ASSIGNMENT
Once the line containing "prop_assert_eq!(&first, &second);" is located, output it and every line after it through the end of the records, exactly as written and nothing else.

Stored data

----------

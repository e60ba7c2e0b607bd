//! Property-based tests (proptest) for the content-addressed sequence
//! trees: round-trips, random access, and injectivity of interning.

use groundplan::intern::{SequenceTable, SlotTable};
use proptest::prelude::*;

fn sorted_sequence() -> impl Strategy<Value = Vec<u32>> {
    proptest::collection::vec(0u32..10_000, 0..64).prop_map(|mut values| {
        values.sort_unstable();
        values.dedup();
        values
    })
}

proptest! {
    #[test]
    fn prop_iterate_roundtrips(sequence in sorted_sequence()) {
        let mut table = SequenceTable::new();
        let root = table.intern_sorted(&sequence).unwrap();
        prop_assert_eq!(table.decode(root), sequence.clone());
        prop_assert_eq!(table.length(root), sequence.len());
    }

    #[test]
    fn prop_lookup_matches_indexing(sequence in sorted_sequence()) {
        let mut table = SequenceTable::new();
        let root = table.intern_sorted(&sequence).unwrap();
        for (k, &expected) in sequence.iter().enumerate() {
            prop_assert_eq!(table.lookup(root, k), expected);
        }
    }

    #[test]
    fn prop_roots_equal_iff_sequences_equal(
        left in sorted_sequence(),
        right in sorted_sequence(),
    ) {
        let mut table = SequenceTable::new();
        let left_root = table.intern_sorted(&left).unwrap();
        let right_root = table.intern_sorted(&right).unwrap();
        prop_assert_eq!(left_root == right_root, left == right);
    }

    #[test]
    fn prop_interning_is_insertion_order_independent(
        sequences in proptest::collection::vec(sorted_sequence(), 1..8),
    ) {
        // Interning the same sequences in two different orders yields
        // the same root for each sequence.
        let mut forward = SequenceTable::new();
        let forward_roots: Vec<u32> = sequences
            .iter()
            .map(|s| forward.intern_sorted(s).unwrap())
            .collect();

        let mut backward = SequenceTable::new();
        let mut backward_roots: Vec<u32> = sequences
            .iter()
            .rev()
            .map(|s| backward.intern_sorted(s).unwrap())
            .collect();
        backward_roots.reverse();

        for (index, sequence) in sequences.iter().enumerate() {
            prop_assert_eq!(forward.decode(forward_roots[index]), sequence.clone());
            prop_assert_eq!(backward.decode(backward_roots[index]), sequence.clone());
        }
    }

    #[test]
    fn prop_slot_interning_is_idempotent(pairs in proptest::collection::vec((any::<u32>(), any::<u32>()), 1..64)) {
        let mut table = SlotTable::new();
        let first: Vec<u32> = pairs.iter().map(|&(l, r)| table.intern(l, r).unwrap()).collect();
        let second: Vec<u32> = pairs.iter().map(|&(l, r)| table.intern(l, r).unwrap()).collect();
        prop_assert_eq!(&first, &second);
        for (&(l, r), &index) in pairs.iter().zip(first.iter()) {
            prop_assert_eq!(table.get(index), (l, r));
        }
    }
}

----------

WRITTEN ANSWER
        prop_assert_eq!(&first, &second);
        for (&(l, r), &index) in pairs.iter().zip(first.iter()) {
            prop_assert_eq!(table.get(index), (l, r));
        }
    }
}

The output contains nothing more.